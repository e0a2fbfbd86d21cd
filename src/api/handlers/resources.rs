//! Handlers for creating and inspecting resources.

use axum::{
    Json,
    extract::{Path, Query, State},
    http::StatusCode,
};
use serde_json::json;
use validator::Validate;

use crate::api::dto::resource::{
    CreateResourceRequest, HistoryParams, HistoryResponse, ImageResponse, ResourceResponse,
};
use crate::application::services::Access;
use crate::domain::entities::{
    HistoryQuery, HistorySort, Representation, ResourceKind, SortOrder,
};
use crate::error::AppError;
use crate::state::AppState;

/// Creates a short link.
///
/// # Endpoint
///
/// `POST /shorten`
///
/// # Request Body
///
/// ```json
/// { "target_url": "https://example.com/some/page" }
/// ```
///
/// # Response
///
/// `201 Created`
///
/// ```json
/// {
///   "kind": "url",
///   "code": "Xy3kP9q",
///   "target_url": "https://example.com/some/page",
///   "title": "Some Page",
///   "hits": 0,
///   "counter_label": "clicks",
///   "short_url": "https://s.example.com/Xy3kP9q",
///   "created_at": "2026-01-15T10:30:00Z"
/// }
/// ```
///
/// # Errors
///
/// - 400 Bad Request for an invalid or non-HTTP(S) URL
/// - 429 Too Many Requests when the creation budget is spent
/// - 503 Service Unavailable when the database is unreachable
pub async fn shorten_handler(
    State(state): State<AppState>,
    Json(payload): Json<CreateResourceRequest>,
) -> Result<(StatusCode, Json<ResourceResponse>), AppError> {
    create(&state, ResourceKind::ShortLink, payload).await
}

/// Creates a QR code: `POST /qrcode`. Same body and errors as [`shorten_handler`].
pub async fn create_qrcode_handler(
    State(state): State<AppState>,
    Json(payload): Json<CreateResourceRequest>,
) -> Result<(StatusCode, Json<ResourceResponse>), AppError> {
    create(&state, ResourceKind::QrCode, payload).await
}

/// Creates a barcode: `POST /barcode`. Same body and errors as [`shorten_handler`].
pub async fn create_barcode_handler(
    State(state): State<AppState>,
    Json(payload): Json<CreateResourceRequest>,
) -> Result<(StatusCode, Json<ResourceResponse>), AppError> {
    create(&state, ResourceKind::Barcode, payload).await
}

async fn create(
    state: &AppState,
    kind: ResourceKind,
    payload: CreateResourceRequest,
) -> Result<(StatusCode, Json<ResourceResponse>), AppError> {
    payload.validate()?;

    let service = &state.resource_service;
    let view = service
        .create(kind, &payload.target_url, payload.owner_id)
        .await?;

    Ok((
        StatusCode::CREATED,
        Json(ResourceResponse::from_view(view, service.base_url())),
    ))
}

/// Returns a short link with its click count: `GET /info/{code}`.
///
/// Not counted as a click unless `COUNT_INFO_READS` is enabled.
///
/// # Errors
///
/// Returns 404 Not Found if the short code doesn't exist.
pub async fn link_info_handler(
    Path(code): Path<String>,
    State(state): State<AppState>,
) -> Result<Json<ResourceResponse>, AppError> {
    info(&state, ResourceKind::ShortLink, &code).await
}

/// `GET /qrcode/info/{id}`
pub async fn qrcode_info_handler(
    Path(code): Path<String>,
    State(state): State<AppState>,
) -> Result<Json<ResourceResponse>, AppError> {
    info(&state, ResourceKind::QrCode, &code).await
}

/// `GET /barcode/info/{id}`
pub async fn barcode_info_handler(
    Path(code): Path<String>,
    State(state): State<AppState>,
) -> Result<Json<ResourceResponse>, AppError> {
    info(&state, ResourceKind::Barcode, &code).await
}

async fn info(
    state: &AppState,
    kind: ResourceKind,
    code: &str,
) -> Result<Json<ResourceResponse>, AppError> {
    let service = &state.resource_service;
    let view = service.resolve_and_count(kind, code, Access::Inspect).await?;

    Ok(Json(ResourceResponse::from_view(view, service.base_url())))
}

const DEFAULT_HISTORY_LIMIT: u32 = 20;

/// Lists the short links created by one owner.
///
/// # Endpoint
///
/// `GET /urls/history?owner_id=7&page=1&limit=20&sort=clicks&order=desc`
///
/// `sort` is `created_at` (default) or `clicks` (`hits` also works); `order`
/// is `desc` (default) or `asc`. `limit` is at most 100.
///
/// # Response
///
/// ```json
/// { "page": 1, "limit": 20, "total": 42, "items": [ ... ] }
/// ```
///
/// # Errors
///
/// - 400 Bad Request for a missing owner, bad paging or an unknown sort
/// - 503 Service Unavailable when the database is unreachable
pub async fn url_history_handler(
    Query(params): Query<HistoryParams>,
    State(state): State<AppState>,
) -> Result<Json<HistoryResponse>, AppError> {
    history(&state, ResourceKind::ShortLink, params).await
}

/// `GET /qrcodes/history`, sorted by `created_at` or `scans`.
pub async fn qrcode_history_handler(
    Query(params): Query<HistoryParams>,
    State(state): State<AppState>,
) -> Result<Json<HistoryResponse>, AppError> {
    history(&state, ResourceKind::QrCode, params).await
}

/// `GET /barcodes/history`, sorted by `created_at` or `scans`.
pub async fn barcode_history_handler(
    Query(params): Query<HistoryParams>,
    State(state): State<AppState>,
) -> Result<Json<HistoryResponse>, AppError> {
    history(&state, ResourceKind::Barcode, params).await
}

async fn history(
    state: &AppState,
    kind: ResourceKind,
    params: HistoryParams,
) -> Result<Json<HistoryResponse>, AppError> {
    params.validate()?;

    let sort = match params.sort.as_deref() {
        None => HistorySort::default(),
        Some(value) => HistorySort::parse(value, kind).ok_or_else(|| {
            AppError::bad_request(
                "Invalid sort field",
                json!({ "field": "sort", "allowed": ["created_at", kind.counter_label()] }),
            )
        })?,
    };
    let order = match params.order.as_deref() {
        None => SortOrder::default(),
        Some(value) => SortOrder::parse(value).ok_or_else(|| {
            AppError::bad_request(
                "Invalid sort order",
                json!({ "field": "order", "allowed": ["asc", "desc"] }),
            )
        })?,
    };

    let query = HistoryQuery {
        owner_id: params.owner_id,
        page: params.page.unwrap_or(1),
        limit: params.limit.unwrap_or(DEFAULT_HISTORY_LIMIT),
        sort,
        order,
    };

    let service = &state.resource_service;
    let (views, total) = service.history(kind, query).await?;

    Ok(Json(HistoryResponse {
        page: query.page,
        limit: query.limit,
        total,
        items: views
            .into_iter()
            .map(|view| ResourceResponse::from_view(view, service.base_url()))
            .collect(),
    }))
}

/// Describes the image for a QR code: `GET /qrcode/{id}/image`.
///
/// The payload is the public scan URL, so scanning the rendered image goes
/// through the counting redirect.
pub async fn qrcode_image_handler(
    Path(code): Path<String>,
    State(state): State<AppState>,
) -> Result<Json<ImageResponse>, AppError> {
    image(&state, ResourceKind::QrCode, &code).await
}

/// Describes the image for a barcode: `GET /barcode/{id}/image`.
pub async fn barcode_image_handler(
    Path(code): Path<String>,
    State(state): State<AppState>,
) -> Result<Json<ImageResponse>, AppError> {
    image(&state, ResourceKind::Barcode, &code).await
}

async fn image(
    state: &AppState,
    kind: ResourceKind,
    code: &str,
) -> Result<Json<ImageResponse>, AppError> {
    let service = &state.resource_service;
    let view = service.resolve_and_count(kind, code, Access::Inspect).await?;

    let representation = service.render(kind, &view);
    if !matches!(representation, Representation::Image { .. }) {
        return Err(AppError::internal(
            "Resource has no image representation",
            json!({ "kind": kind }),
        ));
    }

    Ok(Json(ImageResponse {
        kind,
        code: view.code,
        representation,
    }))
}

- - - - -

#### What you need to do:
The required answer is the complete data, repeated exactly.

#### Response for this exercise:
repository e0a2fbfbd86d21cd
filename src/api/handlers/resources.rs
//! Handlers for creating and inspecting resources.

use axum::{
    Json,
    extract::{Path, Query, State},
    http::StatusCode,
};
use serde_json::json;
use validator::Validate;

use crate::api::dto::resource::{
    CreateResourceRequest, HistoryParams, HistoryResponse, ImageResponse, ResourceResponse,
};
use crate::application::services::Access;
use crate::domain::entities::{
    HistoryQuery, HistorySort, Representation, ResourceKind, SortOrder,
};
use crate::error::AppError;
use crate::state::AppState;

/// Creates a short link.
///
/// # Endpoint
///
/// `POST /shorten`
///
/// # Request Body
///
/// ```json
/// { "target_url": "https://example.com/some/page" }
/// ```
///
/// # Response
///
/// `201 Created`
///
/// ```json
/// {
///   "kind": "url",
///   "code": "Xy3kP9q",
///   "target_url": "https://example.com/some/page",
///   "title": "Some Page",
///   "hits": 0,
///   "counter_label": "clicks",
///   "short_url": "https://s.example.com/Xy3kP9q",
///   "created_at": "2026-01-15T10:30:00Z"
/// }
/// ```
///
/// # Errors
///
/// - 400 Bad Request for an invalid or non-HTTP(S) URL
/// - 429 Too Many Requests when the creation budget is spent
/// - 503 Service Unavailable when the database is unreachable
pub async fn shorten_handler(
    State(state): State<AppState>,
    Json(payload): Json<CreateResourceRequest>,
) -> Result<(StatusCode, Json<ResourceResponse>), AppError> {
    create(&state, ResourceKind::ShortLink, payload).await
}

/// Creates a QR code: `POST /qrcode`. Same body and errors as [`shorten_handler`].
pub async fn create_qrcode_handler(
    State(state): State<AppState>,
    Json(payload): Json<CreateResourceRequest>,
) -> Result<(StatusCode, Json<ResourceResponse>), AppError> {
    create(&state, ResourceKind::QrCode, payload).await
}

/// Creates a barcode: `POST /barcode`. Same body and errors as [`shorten_handler`].
pub async fn create_barcode_handler(
    State(state): State<AppState>,
    Json(payload): Json<CreateResourceRequest>,
) -> Result<(StatusCode, Json<ResourceResponse>), AppError> {
    create(&state, ResourceKind::Barcode, payload).await
}

async fn create(
    state: &AppState,
    kind: ResourceKind,
    payload: CreateResourceRequest,
) -> Result<(StatusCode, Json<ResourceResponse>), AppError> {
    payload.validate()?;

    let service = &state.resource_service;
    let view = service
        .create(kind, &payload.target_url, payload.owner_id)
        .await?;

    Ok((
        StatusCode::CREATED,
        Json(ResourceResponse::from_view(view, service.base_url())),
    ))
}

/// Returns a short link with its click count: `GET /info/{code}`.
///
/// Not counted as a click unless `COUNT_INFO_READS` is enabled.
///
/// # Errors
///
/// Returns 404 Not Found if the short code doesn't exist.
pub async fn link_info_handler(
    Path(code): Path<String>,
    State(state): State<AppState>,
) -> Result<Json<ResourceResponse>, AppError> {
    info(&state, ResourceKind::ShortLink, &code).await
}

/// `GET /qrcode/info/{id}`
pub async fn qrcode_info_handler(
    Path(code): Path<String>,
    State(state): State<AppState>,
) -> Result<Json<ResourceResponse>, AppError> {
    info(&state, ResourceKind::QrCode, &code).await
}

/// `GET /barcode/info/{id}`
pub async fn barcode_info_handler(
    Path(code): Path<String>,
    State(state): State<AppState>,
) -> Result<Json<ResourceResponse>, AppError> {
    info(&state, ResourceKind::Barcode, &code).await
}

async fn info(
    state: &AppState,
    kind: ResourceKind,
    code: &str,
) -> Result<Json<ResourceResponse>, AppError> {
    let service = &state.resource_service;
    let view = service.resolve_and_count(kind, code, Access::Inspect).await?;

    Ok(Json(ResourceResponse::from_view(view, service.base_url())))
}

const DEFAULT_HISTORY_LIMIT: u32 = 20;

/// Lists the short links created by one owner.
///
/// # Endpoint
///
/// `GET /urls/history?owner_id=7&page=1&limit=20&sort=clicks&order=desc`
///
/// `sort` is `created_at` (default) or `clicks` (`hits` also works); `order`
/// is `desc` (default) or `asc`. `limit` is at most 100.
///
/// # Response
///
/// ```json
/// { "page": 1, "limit": 20, "total": 42, "items": [ ... ] }
/// ```
///
/// # Errors
///
/// - 400 Bad Request for a missing owner, bad paging or an unknown sort
/// - 503 Service Unavailable when the database is unreachable
pub async fn url_history_handler(
    Query(params): Query<HistoryParams>,
    State(state): State<AppState>,
) -> Result<Json<HistoryResponse>, AppError> {
    history(&state, ResourceKind::ShortLink, params).await
}

/// `GET /qrcodes/history`, sorted by `created_at` or `scans`.
pub async fn qrcode_history_handler(
    Query(params): Query<HistoryParams>,
    State(state): State<AppState>,
) -> Result<Json<HistoryResponse>, AppError> {
    history(&state, ResourceKind::QrCode, params).await
}

/// `GET /barcodes/history`, sorted by `created_at` or `scans`.
pub async fn barcode_history_handler(
    Query(params): Query<HistoryParams>,
    State(state): State<AppState>,
) -> Result<Json<HistoryResponse>, AppError> {
    history(&state, ResourceKind::Barcode, params).await
}

async fn history(
    state: &AppState,
    kind: ResourceKind,
    params: HistoryParams,
) -> Result<Json<HistoryResponse>, AppError> {
    params.validate()?;

    let sort = match params.sort.as_deref() {
        None => HistorySort::default(),
        Some(value) => HistorySort::parse(value, kind).ok_or_else(|| {
            AppError::bad_request(
                "Invalid sort field",
                json!({ "field": "sort", "allowed": ["created_at", kind.counter_label()] }),
            )
        })?,
    };
    let order = match params.order.as_deref() {
        None => SortOrder::default(),
        Some(value) => SortOrder::parse(value).ok_or_else(|| {
            AppError::bad_request(
                "Invalid sort order",
                json!({ "field": "order", "allowed": ["asc", "desc"] }),
            )
        })?,
    };

    let query = HistoryQuery {
        owner_id: params.owner_id,
        page: params.page.unwrap_or(1),
        limit: params.limit.unwrap_or(DEFAULT_HISTORY_LIMIT),
        sort,
        order,
    };

    let service = &state.resource_service;
    let (views, total) = service.history(kind, query).await?;

    Ok(Json(HistoryResponse {
        page: query.page,
        limit: query.limit,
        total,
        items: views
            .into_iter()
            .map(|view| ResourceResponse::from_view(view, service.base_url()))
            .collect(),
    }))
}

/// Describes the image for a QR code: `GET /qrcode/{id}/image`.
///
/// The payload is the public scan URL, so scanning the rendered image goes
/// through the counting redirect.
pub async fn qrcode_image_handler(
    Path(code): Path<String>,
    State(state): State<AppState>,
) -> Result<Json<ImageResponse>, AppError> {
    image(&state, ResourceKind::QrCode, &code).await
}

/// Describes the image for a barcode: `GET /barcode/{id}/image`.
pub async fn barcode_image_handler(
    Path(code): Path<String>,
    State(state): State<AppState>,
) -> Result<Json<ImageResponse>, AppError> {
    image(&state, ResourceKind::Barcode, &code).await
}

async fn image(
    state: &AppState,
    kind: ResourceKind,
    code: &str,
) -> Result<Json<ImageResponse>, AppError> {
    let service = &state.resource_service;
    let view = service.resolve_and_count(kind, code, Access::Inspect).await?;

    let representation = service.render(kind, &view);
    if !matches!(representation, Representation::Image { .. }) {
        return Err(AppError::internal(
            "Resource has no image representation",
            json!({ "kind": kind }),
        ));
    }

    Ok(Json(ImageResponse {
        kind,
        code: view.code,
        representation,
    }))
}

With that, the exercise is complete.